**Task item:**
Extract from the listing each line in which the word "crate" appears.
▬▬▬▬▬▬▬▬▬▬
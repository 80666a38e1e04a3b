//! Relation attribute value - per-instance state of a many-to-many attribute
//!
//! Holds two snapshots of `(target, link row)` pairs: `initial`, as last
//! loaded or saved, and `current`, as edited by the caller. Keeping the link
//! row next to its target means the two sequences can never drift apart.
//!
//! Loading is single-flight: the first `get()` on an empty attribute stores
//! a shared handle to the in-flight load and every later `get()` awaits that
//! same handle. A `set()` while the load is in flight bumps the load
//! generation, so the stale result is discarded when it arrives.

use std::sync::Arc;

use futures::future::{FutureExt, Shared};
use parking_lot::Mutex;
use serde_json::Value as JsonValue;

use super::descriptor::RelationDescriptor;
use super::loader::{LinkedEntitiesLoader, LoadResult};
use crate::entity::{EntityId, EntityRef, Record};
use crate::error::RelationLoadError;
use crate::query::Row;

/// A target entity together with the link row binding it to the owner
#[derive(Debug, Clone)]
pub struct LinkedEntity {
    pub target: EntityRef,
    pub link: EntityRef,
}

/// Anything `set()` accepts as a relation member
#[derive(Debug, Clone)]
pub enum RelatedInput {
    /// An existing entity handle
    Entity(EntityRef),
    /// Plain data for a new target; an `id` key is honoured
    Data(Row),
    /// Reference to a stored target by identifier
    Id(EntityId),
}

impl RelatedInput {
    /// Objects become `Data`, strings and numbers become `Id`
    pub fn from_json(value: JsonValue) -> Option<Self> {
        match value {
            JsonValue::Object(row) => Some(Self::Data(row)),
            other => EntityId::from_json(&other).map(Self::Id),
        }
    }
}

impl From<EntityRef> for RelatedInput {
    fn from(entity: EntityRef) -> Self {
        Self::Entity(entity)
    }
}

impl From<&EntityRef> for RelatedInput {
    fn from(entity: &EntityRef) -> Self {
        Self::Entity(entity.clone())
    }
}

impl From<Row> for RelatedInput {
    fn from(row: Row) -> Self {
        Self::Data(row)
    }
}

impl From<EntityId> for RelatedInput {
    fn from(id: EntityId) -> Self {
        Self::Id(id)
    }
}

/// Loading phase of a relation attribute
#[derive(Debug, Clone, Copy, PartialEq, Eq)]
pub enum RelationPhase {
    /// Never loaded nor assigned
    Empty,
    /// A load is in flight
    Loading,
    /// Populated from storage (or promoted by a save)
    Loaded,
    /// Replaced by the caller before a load completed
    Assigned,
}

/// The `{loading, loaded}` flag pair
#[derive(Debug, Clone, Copy, PartialEq, Eq)]
pub struct RelationState {
    pub loading: bool,
    pub loaded: bool,
}

type PendingLoad = Shared<futures::future::BoxFuture<'static, LoadResult>>;

enum Phase {
    Empty,
    Loading(PendingLoad),
    Loaded,
    Assigned,
}

struct Snapshots {
    phase: Phase,
    /// Bumped by every load start, `set()` and `reload()`
    generation: u64,
    initial: Vec<LinkedEntity>,
    current: Vec<LinkedEntity>,
}

/// What a save pass has to reconcile
pub(crate) struct PendingChanges {
    pub generation: u64,
    pub initial: Vec<LinkedEntity>,
    pub current: Vec<LinkedEntity>,
}

/// Lazy container for one relation attribute of one owner instance
pub struct RelationAttributeValue {
    descriptor: Arc<RelationDescriptor>,
    inner: Mutex<Snapshots>,
}

impl RelationAttributeValue {
    pub fn new(descriptor: Arc<RelationDescriptor>) -> Self {
        Self {
            descriptor,
            inner: Mutex::new(Snapshots {
                phase: Phase::Empty,
                generation: 0,
                initial: Vec::new(),
                current: Vec::new(),
            }),
        }
    }

    pub fn descriptor(&self) -> &Arc<RelationDescriptor> {
        &self.descriptor
    }

    pub fn name(&self) -> &str {
        &self.descriptor.name
    }

    pub fn phase(&self) -> RelationPhase {
        match self.inner.lock().phase {
            Phase::Empty => RelationPhase::Empty,
            Phase::Loading(_) => RelationPhase::Loading,
            Phase::Loaded => RelationPhase::Loaded,
            Phase::Assigned => RelationPhase::Assigned,
        }
    }

    /// `{loading, loaded}`; an assigned attribute reports neither
    pub fn state(&self) -> RelationState {
        let phase = self.phase();
        RelationState {
            loading: phase == RelationPhase::Loading,
            loaded: phase == RelationPhase::Loaded,
        }
    }

    pub fn is_loaded(&self) -> bool {
        self.phase() == RelationPhase::Loaded
    }

    /// Whether `current` differs from what is persisted
    pub fn is_dirty(&self) -> bool {
        let inner = self.inner.lock();
        match inner.phase {
            Phase::Assigned => true,
            Phase::Empty | Phase::Loading(_) => false,
            Phase::Loaded => {
                inner.initial.len() != inner.current.len()
                    || inner
                        .initial
                        .iter()
                        .zip(&inner.current)
                        .any(|(a, b)| !a.link.ptr_eq(&b.link) || !a.target.ptr_eq(&b.target))
            }
        }
    }

    pub fn current(&self) -> Vec<EntityRef> {
        targets(&self.inner.lock().current)
    }

    pub fn initial(&self) -> Vec<EntityRef> {
        targets(&self.inner.lock().initial)
    }

    pub fn current_links(&self) -> Vec<EntityRef> {
        links(&self.inner.lock().current)
    }

    pub fn initial_links(&self) -> Vec<EntityRef> {
        links(&self.inner.lock().initial)
    }

    /// Current `(target, link)` pairs
    pub fn linked(&self) -> Vec<LinkedEntity> {
        self.inner.lock().current.clone()
    }

    /// Current targets, loading them first if the attribute is untouched.
    ///
    /// Concurrent callers share one in-flight load. An owner without an
    /// identifier cannot have link rows yet, so the attribute is marked
    /// loaded and empty without touching storage.
    pub async fn get(
        &self,
        owner: Option<&EntityId>,
        loader: &LinkedEntitiesLoader,
    ) -> Result<Vec<EntityRef>, RelationLoadError> {
        let (generation, pending) = {
            let mut inner = self.inner.lock();
            let in_flight = match &inner.phase {
                Phase::Loaded | Phase::Assigned => return Ok(targets(&inner.current)),
                Phase::Loading(pending) => Some(pending.clone()),
                Phase::Empty => None,
            };

            match in_flight {
                Some(pending) => (inner.generation, pending),
                None => {
                    let Some(owner) = owner else {
                        inner.phase = Phase::Loaded;
                        return Ok(targets(&inner.current));
                    };

                    tracing::debug!(
                        "Loading relation '{}' for owner {}",
                        self.descriptor.name,
                        owner
                    );
                    let pending = loader.clone().load_owned(owner.clone()).shared();
                    inner.generation += 1;
                    inner.phase = Phase::Loading(pending.clone());
                    (inner.generation, pending)
                }
            }
        };

        let result = pending.await;

        let mut inner = self.inner.lock();
        let in_flight = inner.generation == generation && matches!(inner.phase, Phase::Loading(_));
        match result {
            Ok(linked) => {
                if in_flight {
                    inner.initial = linked.clone();
                    inner.current = linked;
                    inner.phase = Phase::Loaded;
                } else if inner.generation != generation {
                    tracing::warn!(
                        "Discarding stale load of relation '{}': replaced while loading",
                        self.descriptor.name
                    );
                }
                Ok(targets(&inner.current))
            }
            Err(err) => {
                if in_flight {
                    inner.phase = Phase::Empty;
                    return Err(err);
                }
                match inner.phase {
                    // replaced while loading: the assignment stands
                    Phase::Assigned | Phase::Loaded if inner.generation != generation => {
                        tracing::warn!(
                            "Ignoring failed stale load of relation '{}': {}",
                            self.descriptor.name,
                            err
                        );
                        Ok(targets(&inner.current))
                    }
                    _ => Err(err),
                }
            }
        }
    }

    /// Discard in-memory state and load again from storage
    pub async fn reload(
        &self,
        owner: Option<&EntityId>,
        loader: &LinkedEntitiesLoader,
    ) -> Result<Vec<EntityRef>, RelationLoadError> {
        self.reset();
        self.get(owner, loader).await
    }

    /// Back to the untouched state; an in-flight load becomes stale
    pub fn reset(&self) {
        let mut inner = self.inner.lock();
        inner.generation += 1;
        inner.phase = Phase::Empty;
        inner.initial.clear();
        inner.current.clear();
    }

    /// Replace the relation's contents without loading.
    ///
    /// A member that is already present (in `current` or `initial`) keeps its
    /// link row; every other member gets a placeholder link row that is
    /// written on the next save.
    pub fn set<I, T>(&self, owner: Option<&EntityId>, members: I)
    where
        I: IntoIterator<Item = T>,
        T: Into<RelatedInput>,
    {
        let mut inner = self.inner.lock();
        let mut claimed: Vec<EntityRef> = Vec::new();
        let mut next = Vec::new();

        for member in members {
            let (target, by_id) = match member.into() {
                RelatedInput::Entity(entity) => (entity, false),
                RelatedInput::Data(row) => {
                    let target_type = self.descriptor.target_type.clone();
                    (EntityRef::from_row(target_type, row), false)
                }
                RelatedInput::Id(id) => {
                    let mut record = Record::new(self.descriptor.target_type.clone());
                    record.set_id(id);
                    (EntityRef::new(record), true)
                }
            };

            let existing = inner
                .current
                .iter()
                .chain(inner.initial.iter())
                .find(|pair| {
                    pair.target.same_entity(&target)
                        && !claimed.iter().any(|link| link.ptr_eq(&pair.link))
                })
                .cloned();

            let pair = match existing {
                Some(existing) => LinkedEntity {
                    target: if by_id { existing.target } else { target },
                    link: existing.link,
                },
                None => {
                    let link = self.descriptor.placeholder_link(owner, target.id().as_ref());
                    LinkedEntity {
                        target,
                        link: EntityRef::new(link),
                    }
                }
            };
            claimed.push(pair.link.clone());
            next.push(pair);
        }

        inner.current = next;
        inner.generation += 1;
        inner.phase = Phase::Assigned;
    }

    /// Snapshots to reconcile, or `None` when there is nothing to persist
    pub(crate) fn pending_changes(&self) -> Option<PendingChanges> {
        let inner = self.inner.lock();
        match inner.phase {
            Phase::Empty | Phase::Loading(_) => None,
            Phase::Loaded | Phase::Assigned => Some(PendingChanges {
                generation: inner.generation,
                initial: inner.initial.clone(),
                current: inner.current.clone(),
            }),
        }
    }

    /// Make the persisted snapshot the new steady state
    pub(crate) fn promote(&self, generation: u64, persisted: Vec<LinkedEntity>) {
        let mut inner = self.inner.lock();
        inner.initial = persisted;
        if inner.generation == generation {
            inner.current = inner.initial.clone();
            inner.phase = Phase::Loaded;
        }
    }
}

fn targets(pairs: &[LinkedEntity]) -> Vec<EntityRef> {
    pairs.iter().map(|pair| pair.target.clone()).collect()
}

fn links(pairs: &[LinkedEntity]) -> Vec<EntityRef> {
    pairs.iter().map(|pair| pair.link.clone()).collect()
}

impl std::fmt::Debug for RelationAttributeValue {
    fn fmt(&self, f: &mut std::fmt::Formatter<'_>) -> std::fmt::Result {
        let inner = self.inner.lock();
        f.debug_struct("RelationAttributeValue")
            .field("name", &self.descriptor.name)
            .field("generation", &inner.generation)
            .field("initial", &inner.initial.len())
            .field("current", &inner.current.len())
            .finish()
    }
}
▬▬▬▬▬▬▬▬▬▬
**Response to this task:**
use crate::entity::{EntityId, EntityRef, Record};
use crate::error::RelationLoadError;
use crate::query::Row;
pub(crate) struct PendingChanges {
    pub(crate) fn pending_changes(&self) -> Option<PendingChanges> {
    pub(crate) fn promote(&self, generation: u64, persisted: Vec<LinkedEntity>) {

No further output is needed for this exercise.